WILLEM : RIRE DU PIRE
Image à la loupe
Episode 3 : extrait de l’album Tout va bien !
Publié le 22/12/2023 à 15:00 - 2 min - Modifié le 06/01/2024 par Département Civilisation
Un dessin réussi, « c’est comme un bon coup de poing dans la gueule » disait Cavanna. Mais pour en saisir toute la « substantifique moelle », il faut aussi prendre le temps de l’observer pour comprendre les motivations de son auteur, le contexte de sa réalisation, pour en dénicher les messages cachés, pour savourer le trait et ainsi mieux l’apprécier dans sa globalité. Dans le cadre de l’exposition Willem, rire du pire que vous pouvez visiter à la Bibliothèque de la Part Dieu jusqu’au 3 février 2024, nous proposons le décryptage d’une sélection de dessins, de Willem ou en résonance avec son œuvre.
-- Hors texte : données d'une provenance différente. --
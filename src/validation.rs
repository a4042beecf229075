// ✅ Record Validator
// A record is atomic: 4 categories × 4 words, or it is dropped

use crate::accumulator::SealedRecord;
use crate::model::{Diagnostic, DiagnosticKind, CATEGORIES_PER_RECORD, WORDS_PER_CATEGORY};
use tracing::warn;

/// Shortfall found in a sealed record
#[derive(Debug, Clone, PartialEq, Eq)]
pub enum Shortfall {
    CategoryCount { found: usize },
    WordCount { category: String, rank: usize, found: usize },
}

impl Shortfall {
    pub fn describe(&self) -> String {
        match self {
            Shortfall::CategoryCount { found } => format!(
                "has {} categories, expected {}",
                found, CATEGORIES_PER_RECORD
            ),
            Shortfall::WordCount {
                category,
                rank,
                found,
            } => format!(
                "category {} {:?} has {} words, expected {}",
                rank, category, found, WORDS_PER_CATEGORY
            ),
        }
    }
}

/// First structural shortfall of a record, if any
///
/// Category count is checked before word counts.
pub fn check_record(record: &SealedRecord) -> Option<Shortfall> {
    if record.categories.len() != CATEGORIES_PER_RECORD {
        return Some(Shortfall::CategoryCount {
            found: record.categories.len(),
        });
    }

    record
        .categories
        .iter()
        .find(|c| c.words.len() != WORDS_PER_CATEGORY)
        .map(|c| Shortfall::WordCount {
            category: c.name.clone(),
            rank: c.rank,
            found: c.words.len(),
        })
}

/// Keep complete records, emit one diagnostic per dropped record
pub fn validate_records(
    candidates: Vec<SealedRecord>,
    diagnostics: &mut Vec<Diagnostic>,
) -> Vec<SealedRecord> {
    let mut accepted = Vec::with_capacity(candidates.len());

    for record in candidates {
        match check_record(&record) {
            None => accepted.push(record),
            Some(shortfall) => {
                warn!(
                    date = %record.date_text,
                    line = record.line,
                    "dropping incomplete record: {}",
                    shortfall.describe()
                );
                diagnostics.push(
                    Diagnostic::new(
                        DiagnosticKind::IncompleteRecord,
                        format!(
                            "record {} #{} {}",
                            record.date_text,
                            record.id_text,
                            shortfall.describe()
                        ),
                    )
                    .at_line(record.line),
                );
            }
        }
    }

    accepted
}

#[cfg(test)]
mod tests {
    use super::*;
    use crate::model::Category;

    fn sealed(category_sizes: &[usize]) -> SealedRecord {
        SealedRecord {
            line: 1,
            date_text: "Jul 31, 2025".into(),
            id_text: "781".into(),
            categories: category_sizes
                .iter()
                .enumerate()
                .map(|(rank, &n)| {
                    Category::new(
                        format!("C{}", rank),
                        rank,
                        (0..n).map(|i| format!("W{}", i)).collect(),
                    )
                })
                .collect(),
        }
    }

    #[test]
    fn test_complete_record_passes() {
        assert_eq!(check_record(&sealed(&[4, 4, 4, 4])), None);
    }

    #[test]
    fn test_category_count_shortfall() {
        assert_eq!(
            check_record(&sealed(&[4, 4, 4])),
            Some(Shortfall::CategoryCount { found: 3 })
        );
        assert_eq!(
            check_record(&sealed(&[4, 4, 4, 4, 4])),
            Some(Shortfall::CategoryCount { found: 5 })
        );
    }

    #[test]
    fn test_word_count_shortfall_names_category() {
        let shortfall = check_record(&sealed(&[4, 4, 5, 4])).unwrap();
        assert_eq!(
            shortfall,
            Shortfall::WordCount {
                category: "C2".into(),
                rank: 2,
                found: 5
            }
        );
        assert!(shortfall.describe().contains("\"C2\" has 5 words"));
    }

    #[test]
    fn test_validate_records_drops_and_diagnoses() {
        let mut diagnostics = Vec::new();
        let accepted = validate_records(
            vec![sealed(&[4, 4, 4, 4]), sealed(&[4, 4, 4])],
            &mut diagnostics,
        );

        assert_eq!(accepted.len(), 1);
        assert_eq!(diagnostics.len(), 1);
        assert_eq!(diagnostics[0].kind, DiagnosticKind::IncompleteRecord);
        assert!(diagnostics[0].message.contains("Jul 31, 2025"));
        assert!(diagnostics[0].message.contains("3 categories"));
    }
}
Il nous a été impossible de retrouver la date et le journal (Libération ou Charlie Hebdo) dans lequel a été publié ce dessin de Willem tiré du recueil Tout va bien !. Son thème, les lois Pasqua sur l’immigration, est cependant d’une brûlante actualité.
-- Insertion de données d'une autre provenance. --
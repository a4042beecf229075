// Puzzle Archive - Core Library
// Exposes all modules for use in CLI, API server, and tests

pub mod accumulator;
pub mod classifier;
pub mod config;
pub mod db;
pub mod export;
pub mod logging;
pub mod model;
pub mod normalize;
pub mod parser;
pub mod render;
pub mod validation;

// Re-export commonly used types
pub use accumulator::{Accumulator, SealedRecord};
pub use classifier::{LineClassifier, LineKind};
pub use config::{Config, ParserConfig};
pub use db::{
    Event, ImportSummary,
    setup_database, insert_records, get_all_records, get_records_by_date,
    get_record_by_id, search_records, count_records, backup_database,
    insert_event, get_events_for_entity,
};
pub use export::{export_records, ExportSummary};
pub use model::{Category, Diagnostic, DiagnosticKind, ParseOutcome, Record};
pub use normalize::{normalize_date, parse_human_date, DateError};
pub use parser::{parse, parse_file, parse_with, PuzzleParser};
pub use render::{render_record, render_records};
pub use validation::{check_record, Shortfall};

/// Library version
pub const VERSION: &str = env!("CARGO_PKG_VERSION");
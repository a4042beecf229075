// 🖨️ Raw-text Renderer
// Writes records back in the dump layout the parser reads

use crate::config::ParserConfig;
use crate::model::Record;

/// Render records as a dump, one block per record
pub fn render_records(records: &[Record], config: &ParserConfig) -> String {
    let mut out = String::new();
    for record in records {
        render_record_into(&mut out, record, config);
    }
    out
}

pub fn render_record(record: &Record, config: &ParserConfig) -> String {
    let mut out = String::new();
    render_record_into(&mut out, record, config);
    out
}

fn render_record_into(out: &mut String, record: &Record, config: &ParserConfig) {
    let marker = config.marker;
    // Headers must stay below the word-line threshold
    let header_pad = " ".repeat(config.continuation_indent.saturating_sub(1).min(1));
    let word_pad = " ".repeat(config.continuation_indent);

    out.push_str(&format!(
        "{} {} #{}\n",
        marker,
        record.record_date.format("%b %-d, %Y"),
        record.record_id
    ));

    let mut categories: Vec<_> = record.categories.iter().collect();
    categories.sort_by_key(|c| c.rank);

    for category in categories {
        out.push_str(&format!("{}{}{}\n", marker, header_pad, category.name));
        out.push_str(&format!(
            "{}{}{}\n",
            marker,
            word_pad,
            category.words.join(", ")
        ));
    }
    out.push('\n');
}

#[cfg(test)]
mod tests {
    use super::*;
    use crate::model::Category;
    use chrono::NaiveDate;

    #[test]
    fn test_render_record_layout() {
        let record = Record::new(
            NaiveDate::from_ymd_opt(2025, 8, 3).unwrap(),
            784,
            vec![Category::new(
                "Fruit",
                0,
                vec!["APPLE".into(), "PEAR".into(), "PLUM".into(), "FIG".into()],
            )],
        );

        let text = render_record(&record, &ParserConfig::default());
        assert_eq!(
            text,
            "- Aug 3, 2025 #784\n- Fruit\n-   APPLE, PEAR, PLUM, FIG\n\n"
        );
    }

    #[test]
    fn test_render_headers_stay_below_word_threshold() {
        let record = Record::new(
            NaiveDate::from_ymd_opt(2025, 8, 3).unwrap(),
            784,
            vec![Category::new(
                "Fruit",
                0,
                vec!["APPLE".into(), "PEAR".into(), "PLUM".into(), "FIG".into()],
            )],
        );

        let tight = ParserConfig::default()
            .with_marker('•')
            .with_continuation_indent(1);
        assert_eq!(
            render_record(&record, &tight),
            "• Aug 3, 2025 #784\n•Fruit\n• APPLE, PEAR, PLUM, FIG\n\n"
        );

        let wide = ParserConfig::default().with_continuation_indent(5);
        assert_eq!(
            render_record(&record, &wide),
            "- Aug 3, 2025 #784\n- Fruit\n-     APPLE, PEAR, PLUM, FIG\n\n"
        );
    }
}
Il y eut plusieurs lois Pasqua (les lois dites Pasqua-Debré de 86, 93 et 97). Mais c’est en juin 1993 que Charles Pasqua promulgua une réforme du Code de la nationalité remettant en cause le droit du sol, suivie d’une loi votée le 24 août 1993 « relative à la maîtrise de l’immigration et aux conditions d’entrée, d’accueil et de séjour des étrangers en France » (avec restriction du regroupement familial, des mariages mixtes et des prestations sociales, renforcement des contrôles et des reconduites à la frontière…). Voir ici : Loi Pasqua sur les conditions d’entrée et de séjour des immigrés
En 1998, les lois Guigou et Chevènement sous le gouvernement socialiste de Lionel Jospin rétablissaient le droit du sol (la nationalité français devenait à nouveau automatique à 18 ans), et sans les abroger (alors que c’était un point du programme électoral des socialistes), assouplissaient les lois Pasqua-Debré. Depuis, différentes lois sont venues durcir l’accueil et limiter les droits des étrangers (lois Sarkozy de 2003 et 2006, loi Collomb de 2018), et ce 19 décembre 2023, la “loi Immigration” de Gérald Darmanin a été votée, consacrant le « retour de la droite Pasqua », dont Olivier Marleix, président du groupe Les Républicains, s’est réjoui. Mais elle va même au-delà en faisant entrer dans la loi les points centraux du programme du Rassemblement National : préférence nationale et fin du droit du sol.
Willem avait vu juste en imaginant ce glissement « addictif » des lois Pasqua au « lepénisme dur ». L’histoire a montré que ces lois n’ont en rien enrayé la montée des idées et partis d’extrême droite, bien au contraire. Aujourd’hui, dans un contexte où l’extrême droite est en position de force (à l’Assemblée nationale, dans les médias…), le vote de cette loi marque une étape de plus vers la légitimation de ses idées xénophobes, orchestrée par celui même qui affirmait leurs faire barrage. Le sevrage ne va pas être facile…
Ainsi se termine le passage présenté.